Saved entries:
_ _ _ _

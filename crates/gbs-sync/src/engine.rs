use std::path::{Path, PathBuf};
use std::sync::Arc;

use gbs_git::{GitError, GitRunner, LocalMirror};
use gbs_types::{BundleOptions, RemoteRepoRef};
use tokio::io::AsyncRead;

use crate::error::{AtStage, Stage, SyncError, SyncResult};
use crate::metrics::{MetricsSink, NoopMetrics, Operation};
use crate::outcome::{OutcomeKind, PulledBundle, PushReceipt, SyncOutcome};
use crate::pull::PullOrchestrator;
use crate::push::PushOrchestrator;
use crate::registry::{MirrorLease, MirrorRegistry};

const MIRRORS_DIR: &str = "mirrors";
const SCRATCH_DIR: &str = "scratch";

/// Entry point for push and pull.
///
/// All mirrors and scratch files live under `root`. Each operation holds the
/// lease of its mirror from first to last git invocation, records one
/// metrics sample, and returns a [`SyncOutcome`] whose messages are safe to
/// show to remote callers.
#[derive(Clone)]
pub struct SyncEngine {
    root: PathBuf,
    runner: GitRunner,
    registry: Arc<MirrorRegistry>,
    metrics: Arc<dyn MetricsSink>,
}

impl SyncEngine {
    pub fn new(root: impl Into<PathBuf>, runner: GitRunner) -> Self {
        Self {
            root: root.into(),
            runner,
            registry: Arc::new(MirrorRegistry::new()),
            metrics: Arc::new(NoopMetrics),
        }
    }

    pub fn with_metrics(mut self, metrics: Arc<dyn MetricsSink>) -> Self {
        self.metrics = metrics;
        self
    }

    pub fn root(&self) -> &Path {
        &self.root
    }

    pub fn mirror_root(&self) -> PathBuf {
        self.root.join(MIRRORS_DIR)
    }

    pub fn scratch_root(&self) -> PathBuf {
        self.root.join(SCRATCH_DIR)
    }

    pub fn registry(&self) -> &MirrorRegistry {
        &self.registry
    }

    /// The mirror for `repo`, without touching the filesystem.
    pub fn mirror(&self, repo: RemoteRepoRef) -> SyncResult<LocalMirror> {
        LocalMirror::new(&self.mirror_root(), repo, self.runner.clone()).map_err(|e| match e {
            GitError::InvalidRepo(reason) => SyncError::BadInput(reason.to_string()),
            other => SyncError::BadInput(other.to_string()),
        })
    }

    /// Apply the bundle read from `body` to the mirror of `repo` and push
    /// the result to the remote.
    #[tracing::instrument(skip_all, fields(op = "push", repo.url = %repo.url, repo.branch = %repo.branch))]
    pub async fn push<R>(&self, repo: RemoteRepoRef, body: &mut R) -> SyncOutcome<PushReceipt>
    where
        R: AsyncRead + Unpin + Send + ?Sized,
    {
        let url = repo.url.clone();
        let result = self.push_inner(repo, body).await;
        self.finish(Operation::Push, &url, result)
    }

    /// Export the tracked branch of `repo`, filtered by `options`.
    #[tracing::instrument(skip_all, fields(op = "pull", repo.url = %repo.url, repo.branch = %repo.branch))]
    pub async fn pull(&self, repo: RemoteRepoRef, options: &BundleOptions) -> SyncOutcome<PulledBundle> {
        let url = repo.url.clone();
        let result = self.pull_inner(repo, options).await;
        self.finish(Operation::Pull, &url, result)
    }

    async fn push_inner<R>(&self, repo: RemoteRepoRef, body: &mut R) -> SyncResult<PushReceipt>
    where
        R: AsyncRead + Unpin + Send + ?Sized,
    {
        let mirror = self.mirror(repo)?;
        let _lease = self.lease(&mirror).await?;
        let result = PushOrchestrator::new(&mirror, self.scratch_root()).run(body).await;
        self.inspect_failure(&mirror, &result);
        result
    }

    async fn pull_inner(&self, repo: RemoteRepoRef, options: &BundleOptions) -> SyncResult<PulledBundle> {
        let mirror = self.mirror(repo)?;
        let _lease = self.lease(&mirror).await?;
        let result = PullOrchestrator::new(&mirror, self.scratch_root()).run(options).await;
        self.inspect_failure(&mirror, &result);
        result
    }

    /// Take the mirror's lease, discarding the mirror first if it is suspect.
    async fn lease(&self, mirror: &LocalMirror) -> SyncResult<MirrorLease> {
        let lease = self.registry.lease(mirror.workdir()).await;
        if self.registry.take_suspect(mirror.workdir()) {
            tracing::info!(workdir = %mirror.workdir().display(), "rebuilding suspect mirror");
            if let Err(e) = mirror.discard().await.at(Stage::SyncingMirror) {
                self.registry.mark_suspect(mirror.workdir());
                return Err(e);
            }
        }
        Ok(lease)
    }

    fn inspect_failure<T>(&self, mirror: &LocalMirror, result: &SyncResult<T>) {
        if let Err(e) = result {
            if e.taints_mirror() {
                self.registry.mark_suspect(mirror.workdir());
            }
        }
    }

    fn finish<T>(&self, op: Operation, url: &str, result: SyncResult<T>) -> SyncOutcome<T> {
        let outcome = match result {
            Ok(value) => SyncOutcome::Success(value),
            Err(e) => e.into_outcome_logged(),
        };
        let kind = outcome.kind();
        match kind {
            OutcomeKind::Success => tracing::info!("{op} succeeded"),
            OutcomeKind::NoContent => {
                tracing::info!(reason = outcome.message().unwrap_or_default(), "{op} had nothing to export")
            }
            _ => {}
        }
        self.metrics.record(op, url, kind);
        outcome
    }
}

impl SyncError {
    /// Log the full error chain for operators, then reduce it to an outcome.
    fn into_outcome_logged<T>(self) -> SyncOutcome<T> {
        match &self {
            SyncError::NothingToExport(_) => {}
            SyncError::BadInput(m) => tracing::warn!(reason = %m, "rejected request"),
            SyncError::RemoteMissing => tracing::info!("remote repository does not exist"),
            e => tracing::error!(
                error = %e,
                stage = ?e.stage(),
                condition = %e.condition(),
                "operation failed"
            ),
        }
        self.into_outcome()
    }
}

_ _ _ _

Copy each line in the entries above where "PushReceipt" turns up.

§ TASK SOLUTION:
use crate::outcome::{OutcomeKind, PulledBundle, PushReceipt, SyncOutcome};
    pub async fn push<R>(&self, repo: RemoteRepoRef, body: &mut R) -> SyncOutcome<PushReceipt>
    async fn push_inner<R>(&self, repo: RemoteRepoRef, body: &mut R) -> SyncResult<PushReceipt>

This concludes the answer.